WHAT YOU WILL DO:
These entries must be printed again exactly as they are.

(Collected data entries)
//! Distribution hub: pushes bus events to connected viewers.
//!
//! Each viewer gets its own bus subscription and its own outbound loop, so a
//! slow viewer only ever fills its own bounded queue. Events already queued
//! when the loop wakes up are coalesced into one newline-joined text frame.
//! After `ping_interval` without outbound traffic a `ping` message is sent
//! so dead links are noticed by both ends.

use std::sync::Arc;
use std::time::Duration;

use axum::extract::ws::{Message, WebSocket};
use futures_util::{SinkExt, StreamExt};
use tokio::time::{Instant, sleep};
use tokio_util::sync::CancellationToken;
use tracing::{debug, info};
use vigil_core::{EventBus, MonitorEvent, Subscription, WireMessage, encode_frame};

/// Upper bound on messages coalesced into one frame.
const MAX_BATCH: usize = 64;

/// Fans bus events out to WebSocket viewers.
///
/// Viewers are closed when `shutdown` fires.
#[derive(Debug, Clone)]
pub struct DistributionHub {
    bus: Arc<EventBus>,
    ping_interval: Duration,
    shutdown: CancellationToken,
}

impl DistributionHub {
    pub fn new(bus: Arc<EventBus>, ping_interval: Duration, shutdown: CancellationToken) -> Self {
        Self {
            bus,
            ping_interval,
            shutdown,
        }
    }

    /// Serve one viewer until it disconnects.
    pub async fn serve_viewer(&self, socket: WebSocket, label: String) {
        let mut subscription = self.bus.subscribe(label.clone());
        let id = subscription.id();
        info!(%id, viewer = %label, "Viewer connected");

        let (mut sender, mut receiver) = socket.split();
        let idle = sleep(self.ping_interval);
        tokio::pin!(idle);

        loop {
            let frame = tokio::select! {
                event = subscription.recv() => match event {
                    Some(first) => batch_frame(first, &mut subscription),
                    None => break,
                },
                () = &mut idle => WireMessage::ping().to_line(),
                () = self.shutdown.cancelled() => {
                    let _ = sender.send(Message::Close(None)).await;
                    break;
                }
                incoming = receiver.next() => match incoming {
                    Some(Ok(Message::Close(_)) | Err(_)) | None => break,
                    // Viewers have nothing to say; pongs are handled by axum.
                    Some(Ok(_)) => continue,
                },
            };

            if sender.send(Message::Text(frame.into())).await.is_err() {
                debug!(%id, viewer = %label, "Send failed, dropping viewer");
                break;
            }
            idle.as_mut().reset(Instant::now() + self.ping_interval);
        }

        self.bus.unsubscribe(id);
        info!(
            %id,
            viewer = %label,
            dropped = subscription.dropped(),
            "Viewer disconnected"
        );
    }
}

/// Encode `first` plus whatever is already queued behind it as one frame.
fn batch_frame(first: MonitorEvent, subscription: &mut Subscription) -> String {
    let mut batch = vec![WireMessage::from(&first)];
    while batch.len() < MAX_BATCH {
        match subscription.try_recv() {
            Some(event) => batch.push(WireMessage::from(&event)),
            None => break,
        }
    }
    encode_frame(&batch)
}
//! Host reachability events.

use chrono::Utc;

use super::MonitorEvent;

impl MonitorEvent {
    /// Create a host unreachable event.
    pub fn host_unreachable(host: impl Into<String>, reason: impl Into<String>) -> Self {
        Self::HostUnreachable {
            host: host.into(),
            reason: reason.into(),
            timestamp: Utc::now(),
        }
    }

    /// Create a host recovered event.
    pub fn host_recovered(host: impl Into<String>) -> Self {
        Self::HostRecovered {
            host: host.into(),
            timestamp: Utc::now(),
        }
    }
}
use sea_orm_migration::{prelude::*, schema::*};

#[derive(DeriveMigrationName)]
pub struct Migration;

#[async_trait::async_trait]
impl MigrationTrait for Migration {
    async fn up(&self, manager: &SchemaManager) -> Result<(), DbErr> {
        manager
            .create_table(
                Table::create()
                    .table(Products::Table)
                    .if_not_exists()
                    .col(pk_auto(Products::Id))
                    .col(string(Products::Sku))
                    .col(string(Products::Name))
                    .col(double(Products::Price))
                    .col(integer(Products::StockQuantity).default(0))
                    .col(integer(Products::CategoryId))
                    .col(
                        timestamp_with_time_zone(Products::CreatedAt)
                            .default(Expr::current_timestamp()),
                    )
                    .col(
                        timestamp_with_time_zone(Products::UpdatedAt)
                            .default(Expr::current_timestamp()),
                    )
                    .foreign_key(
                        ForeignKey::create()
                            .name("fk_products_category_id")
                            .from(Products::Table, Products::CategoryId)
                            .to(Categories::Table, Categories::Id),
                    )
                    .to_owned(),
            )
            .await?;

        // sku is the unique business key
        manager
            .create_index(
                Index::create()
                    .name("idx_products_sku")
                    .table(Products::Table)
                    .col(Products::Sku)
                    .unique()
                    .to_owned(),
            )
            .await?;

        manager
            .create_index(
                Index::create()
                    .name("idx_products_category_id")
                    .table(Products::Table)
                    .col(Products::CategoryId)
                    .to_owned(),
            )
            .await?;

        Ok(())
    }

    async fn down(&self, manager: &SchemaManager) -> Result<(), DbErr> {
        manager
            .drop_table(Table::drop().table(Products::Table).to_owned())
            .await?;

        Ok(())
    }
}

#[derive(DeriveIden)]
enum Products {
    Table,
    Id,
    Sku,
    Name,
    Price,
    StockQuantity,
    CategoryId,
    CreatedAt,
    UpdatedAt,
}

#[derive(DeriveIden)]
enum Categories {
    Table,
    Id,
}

RESPONSE BOX:
//! Distribution hub: pushes bus events to connected viewers.
//!
//! Each viewer gets its own bus subscription and its own outbound loop, so a
//! slow viewer only ever fills its own bounded queue. Events already queued
//! when the loop wakes up are coalesced into one newline-joined text frame.
//! After `ping_interval` without outbound traffic a `ping` message is sent
//! so dead links are noticed by both ends.

use std::sync::Arc;
use std::time::Duration;

use axum::extract::ws::{Message, WebSocket};
use futures_util::{SinkExt, StreamExt};
use tokio::time::{Instant, sleep};
use tokio_util::sync::CancellationToken;
use tracing::{debug, info};
use vigil_core::{EventBus, MonitorEvent, Subscription, WireMessage, encode_frame};

/// Upper bound on messages coalesced into one frame.
const MAX_BATCH: usize = 64;

/// Fans bus events out to WebSocket viewers.
///
/// Viewers are closed when `shutdown` fires.
#[derive(Debug, Clone)]
pub struct DistributionHub {
    bus: Arc<EventBus>,
    ping_interval: Duration,
    shutdown: CancellationToken,
}

impl DistributionHub {
    pub fn new(bus: Arc<EventBus>, ping_interval: Duration, shutdown: CancellationToken) -> Self {
        Self {
            bus,
            ping_interval,
            shutdown,
        }
    }

    /// Serve one viewer until it disconnects.
    pub async fn serve_viewer(&self, socket: WebSocket, label: String) {
        let mut subscription = self.bus.subscribe(label.clone());
        let id = subscription.id();
        info!(%id, viewer = %label, "Viewer connected");

        let (mut sender, mut receiver) = socket.split();
        let idle = sleep(self.ping_interval);
        tokio::pin!(idle);

        loop {
            let frame = tokio::select! {
                event = subscription.recv() => match event {
                    Some(first) => batch_frame(first, &mut subscription),
                    None => break,
                },
                () = &mut idle => WireMessage::ping().to_line(),
                () = self.shutdown.cancelled() => {
                    let _ = sender.send(Message::Close(None)).await;
                    break;
                }
                incoming = receiver.next() => match incoming {
                    Some(Ok(Message::Close(_)) | Err(_)) | None => break,
                    // Viewers have nothing to say; pongs are handled by axum.
                    Some(Ok(_)) => continue,
                },
            };

            if sender.send(Message::Text(frame.into())).await.is_err() {
                debug!(%id, viewer = %label, "Send failed, dropping viewer");
                break;
            }
            idle.as_mut().reset(Instant::now() + self.ping_interval);
        }

        self.bus.unsubscribe(id);
        info!(
            %id,
            viewer = %label,
            dropped = subscription.dropped(),
            "Viewer disconnected"
        );
    }
}

/// Encode `first` plus whatever is already queued behind it as one frame.
fn batch_frame(first: MonitorEvent, subscription: &mut Subscription) -> String {
    let mut batch = vec![WireMessage::from(&first)];
    while batch.len() < MAX_BATCH {
        match subscription.try_recv() {
            Some(event) => batch.push(WireMessage::from(&event)),
            None => break,
        }
    }
    encode_frame(&batch)
}
//! Host reachability events.

use chrono::Utc;

use super::MonitorEvent;

impl MonitorEvent {
    /// Create a host unreachable event.
    pub fn host_unreachable(host: impl Into<String>, reason: impl Into<String>) -> Self {
        Self::HostUnreachable {
            host: host.into(),
            reason: reason.into(),
            timestamp: Utc::now(),
        }
    }

    /// Create a host recovered event.
    pub fn host_recovered(host: impl Into<String>) -> Self {
        Self::HostRecovered {
            host: host.into(),
            timestamp: Utc::now(),
        }
    }
}
use sea_orm_migration::{prelude::*, schema::*};

#[derive(DeriveMigrationName)]
pub struct Migration;

#[async_trait::async_trait]
impl MigrationTrait for Migration {
    async fn up(&self, manager: &SchemaManager) -> Result<(), DbErr> {
        manager
            .create_table(
                Table::create()
                    .table(Products::Table)
                    .if_not_exists()
                    .col(pk_auto(Products::Id))
                    .col(string(Products::Sku))
                    .col(string(Products::Name))
                    .col(double(Products::Price))
                    .col(integer(Products::StockQuantity).default(0))
                    .col(integer(Products::CategoryId))
                    .col(
                        timestamp_with_time_zone(Products::CreatedAt)
                            .default(Expr::current_timestamp()),
                    )
                    .col(
                        timestamp_with_time_zone(Products::UpdatedAt)
                            .default(Expr::current_timestamp()),
                    )
                    .foreign_key(
                        ForeignKey::create()
                            .name("fk_products_category_id")
                            .from(Products::Table, Products::CategoryId)
                            .to(Categories::Table, Categories::Id),
                    )
                    .to_owned(),
            )
            .await?;

        // sku is the unique business key
        manager
            .create_index(
                Index::create()
                    .name("idx_products_sku")
                    .table(Products::Table)
                    .col(Products::Sku)
                    .unique()
                    .to_owned(),
            )
            .await?;

        manager
            .create_index(
                Index::create()
                    .name("idx_products_category_id")
                    .table(Products::Table)
                    .col(Products::CategoryId)
                    .to_owned(),
            )
            .await?;

        Ok(())
    }

    async fn down(&self, manager: &SchemaManager) -> Result<(), DbErr> {
        manager
            .drop_table(Table::drop().table(Products::Table).to_owned())
            .await?;

        Ok(())
    }
}

#[derive(DeriveIden)]
enum Products {
    Table,
    Id,
    Sku,
    Name,
    Price,
    StockQuantity,
    CategoryId,
    CreatedAt,
    UpdatedAt,
}

#[derive(DeriveIden)]
enum Categories {
    Table,
    Id,
}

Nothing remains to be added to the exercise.